[Collected data]
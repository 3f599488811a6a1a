//! System maintenance handlers (admin only)

use axum::{
    extract::State,
    http::header,
    response::{IntoResponse, Response},
    Json,
};
use chrono::Utc;

use crate::error::AppResult;
use crate::middleware::CurrentUser;
use crate::services::maintenance::{DatabaseStatus, RestoreSummary};
use crate::services::MaintenanceService;
use crate::AppState;

/// Download a SQL backup of all business data
pub async fn backup_database(
    State(state): State<AppState>,
    current_user: CurrentUser,
) -> AppResult<Response> {
    current_user.0.require_admin()?;

    let dump = MaintenanceService::new(state.db.clone()).backup().await?;
    let stamp = Utc::now().with_timezone(&state.config.reporting.offset());
    let filename = format!("backup_{}.sql", stamp.format("%Y%m%d_%H%M%S"));

    Ok((
        [
            (header::CONTENT_TYPE, "application/sql".to_string()),
            (
                header::CONTENT_DISPOSITION,
                format!("attachment; filename=\"{filename}\""),
            ),
        ],
        dump,
    )
        .into_response())
}

/// Run a backup script sent as the raw request body
pub async fn restore_database(
    State(state): State<AppState>,
    current_user: CurrentUser,
    body: String,
) -> AppResult<Json<RestoreSummary>> {
    current_user.0.require_admin()?;

    tracing::info!(
        user_id = current_user.0.user_id,
        bytes = body.len(),
        "Restore requested"
    );
    let summary = MaintenanceService::new(state.db).restore(&body).await?;
    Ok(Json(summary))
}

pub async fn database_status(
    State(state): State<AppState>,
    current_user: CurrentUser,
) -> AppResult<Json<DatabaseStatus>> {
    current_user.0.require_admin()?;

    let status = MaintenanceService::new(state.db).database_status().await;
    Ok(Json(status))
}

* What the task requires
The records must be given again in full, exactly as shown.

* Answer for this exercise
repository 3f599488811a6a1a
//! System maintenance handlers (admin only)

use axum::{
    extract::State,
    http::header,
    response::{IntoResponse, Response},
    Json,
};
use chrono::Utc;

use crate::error::AppResult;
use crate::middleware::CurrentUser;
use crate::services::maintenance::{DatabaseStatus, RestoreSummary};
use crate::services::MaintenanceService;
use crate::AppState;

/// Download a SQL backup of all business data
pub async fn backup_database(
    State(state): State<AppState>,
    current_user: CurrentUser,
) -> AppResult<Response> {
    current_user.0.require_admin()?;

    let dump = MaintenanceService::new(state.db.clone()).backup().await?;
    let stamp = Utc::now().with_timezone(&state.config.reporting.offset());
    let filename = format!("backup_{}.sql", stamp.format("%Y%m%d_%H%M%S"));

    Ok((
        [
            (header::CONTENT_TYPE, "application/sql".to_string()),
            (
                header::CONTENT_DISPOSITION,
                format!("attachment; filename=\"{filename}\""),
            ),
        ],
        dump,
    )
        .into_response())
}

/// Run a backup script sent as the raw request body
pub async fn restore_database(
    State(state): State<AppState>,
    current_user: CurrentUser,
    body: String,
) -> AppResult<Json<RestoreSummary>> {
    current_user.0.require_admin()?;

    tracing::info!(
        user_id = current_user.0.user_id,
        bytes = body.len(),
        "Restore requested"
    );
    let summary = MaintenanceService::new(state.db).restore(&body).await?;
    Ok(Json(summary))
}

pub async fn database_status(
    State(state): State<AppState>,
    current_user: CurrentUser,
) -> AppResult<Json<DatabaseStatus>> {
    current_user.0.require_admin()?;

    let status = MaintenanceService::new(state.db).database_status().await;
    Ok(Json(status))
}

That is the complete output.